--- START ---

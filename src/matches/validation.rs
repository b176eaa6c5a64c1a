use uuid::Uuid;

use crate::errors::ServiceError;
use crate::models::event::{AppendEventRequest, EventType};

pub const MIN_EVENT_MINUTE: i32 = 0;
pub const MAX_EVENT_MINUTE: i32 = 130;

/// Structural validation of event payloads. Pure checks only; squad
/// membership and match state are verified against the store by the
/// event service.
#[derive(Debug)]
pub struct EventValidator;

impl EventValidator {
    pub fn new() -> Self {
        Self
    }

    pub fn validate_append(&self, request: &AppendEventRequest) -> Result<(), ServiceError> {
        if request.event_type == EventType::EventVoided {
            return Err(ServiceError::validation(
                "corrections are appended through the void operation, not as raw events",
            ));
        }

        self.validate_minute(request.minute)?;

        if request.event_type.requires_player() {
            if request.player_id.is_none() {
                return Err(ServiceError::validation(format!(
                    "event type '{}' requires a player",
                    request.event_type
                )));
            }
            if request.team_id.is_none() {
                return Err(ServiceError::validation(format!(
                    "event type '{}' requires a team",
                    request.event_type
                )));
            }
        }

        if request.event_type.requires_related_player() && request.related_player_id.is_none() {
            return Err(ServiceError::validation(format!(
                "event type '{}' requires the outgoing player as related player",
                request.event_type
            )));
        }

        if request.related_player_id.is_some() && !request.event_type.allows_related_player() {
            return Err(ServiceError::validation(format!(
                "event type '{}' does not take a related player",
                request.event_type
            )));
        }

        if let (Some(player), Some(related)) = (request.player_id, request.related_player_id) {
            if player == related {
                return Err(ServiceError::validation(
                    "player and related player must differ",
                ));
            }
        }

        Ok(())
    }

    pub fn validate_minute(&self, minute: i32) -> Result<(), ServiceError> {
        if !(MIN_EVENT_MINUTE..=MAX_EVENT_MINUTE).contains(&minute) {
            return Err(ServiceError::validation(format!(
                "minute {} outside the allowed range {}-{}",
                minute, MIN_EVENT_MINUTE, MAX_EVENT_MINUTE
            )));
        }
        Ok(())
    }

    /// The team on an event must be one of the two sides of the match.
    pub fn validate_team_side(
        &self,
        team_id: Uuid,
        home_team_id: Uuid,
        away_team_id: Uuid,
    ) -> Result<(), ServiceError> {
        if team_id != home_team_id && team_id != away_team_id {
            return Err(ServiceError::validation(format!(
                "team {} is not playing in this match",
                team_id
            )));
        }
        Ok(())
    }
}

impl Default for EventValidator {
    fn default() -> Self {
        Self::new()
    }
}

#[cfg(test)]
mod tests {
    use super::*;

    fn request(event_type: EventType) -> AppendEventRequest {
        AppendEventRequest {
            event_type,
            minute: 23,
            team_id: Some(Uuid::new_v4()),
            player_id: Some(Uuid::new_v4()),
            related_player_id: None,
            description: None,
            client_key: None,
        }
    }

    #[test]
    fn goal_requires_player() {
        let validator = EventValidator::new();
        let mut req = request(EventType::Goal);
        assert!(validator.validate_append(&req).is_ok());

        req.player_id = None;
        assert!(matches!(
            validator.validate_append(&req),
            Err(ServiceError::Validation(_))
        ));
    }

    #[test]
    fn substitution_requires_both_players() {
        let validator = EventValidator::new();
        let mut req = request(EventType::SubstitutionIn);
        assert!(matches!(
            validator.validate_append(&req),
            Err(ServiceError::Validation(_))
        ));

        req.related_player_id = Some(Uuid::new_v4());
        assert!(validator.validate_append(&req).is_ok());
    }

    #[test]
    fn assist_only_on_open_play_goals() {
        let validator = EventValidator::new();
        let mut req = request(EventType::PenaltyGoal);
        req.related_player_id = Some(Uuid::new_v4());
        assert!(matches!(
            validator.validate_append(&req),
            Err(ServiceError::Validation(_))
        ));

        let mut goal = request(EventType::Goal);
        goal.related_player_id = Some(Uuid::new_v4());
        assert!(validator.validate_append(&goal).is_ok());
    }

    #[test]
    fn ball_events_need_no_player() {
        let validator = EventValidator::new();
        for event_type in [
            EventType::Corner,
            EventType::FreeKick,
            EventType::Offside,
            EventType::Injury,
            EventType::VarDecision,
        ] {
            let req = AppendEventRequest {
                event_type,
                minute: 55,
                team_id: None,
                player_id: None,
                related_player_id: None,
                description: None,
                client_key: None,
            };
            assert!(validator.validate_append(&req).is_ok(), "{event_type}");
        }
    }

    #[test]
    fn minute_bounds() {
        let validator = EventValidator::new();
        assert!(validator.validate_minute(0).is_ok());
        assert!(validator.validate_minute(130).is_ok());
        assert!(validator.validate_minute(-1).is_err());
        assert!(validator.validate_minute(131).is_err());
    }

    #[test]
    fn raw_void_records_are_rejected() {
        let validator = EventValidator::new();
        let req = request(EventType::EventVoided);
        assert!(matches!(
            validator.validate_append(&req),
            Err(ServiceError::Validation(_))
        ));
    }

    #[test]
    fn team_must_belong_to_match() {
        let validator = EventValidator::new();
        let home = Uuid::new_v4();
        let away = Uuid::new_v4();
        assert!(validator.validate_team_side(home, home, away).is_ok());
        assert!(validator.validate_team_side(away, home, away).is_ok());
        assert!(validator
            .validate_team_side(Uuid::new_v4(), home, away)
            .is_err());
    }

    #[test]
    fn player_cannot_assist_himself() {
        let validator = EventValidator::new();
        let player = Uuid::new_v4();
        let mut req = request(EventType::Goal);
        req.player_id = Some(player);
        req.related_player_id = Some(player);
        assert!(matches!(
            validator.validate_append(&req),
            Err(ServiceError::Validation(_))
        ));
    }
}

--- END ---

**PROBLEM TO WORK ON**
What is needed is every line of the records that contains the word "description".

**RESPONSE AREA**
            description: None,
                description: None,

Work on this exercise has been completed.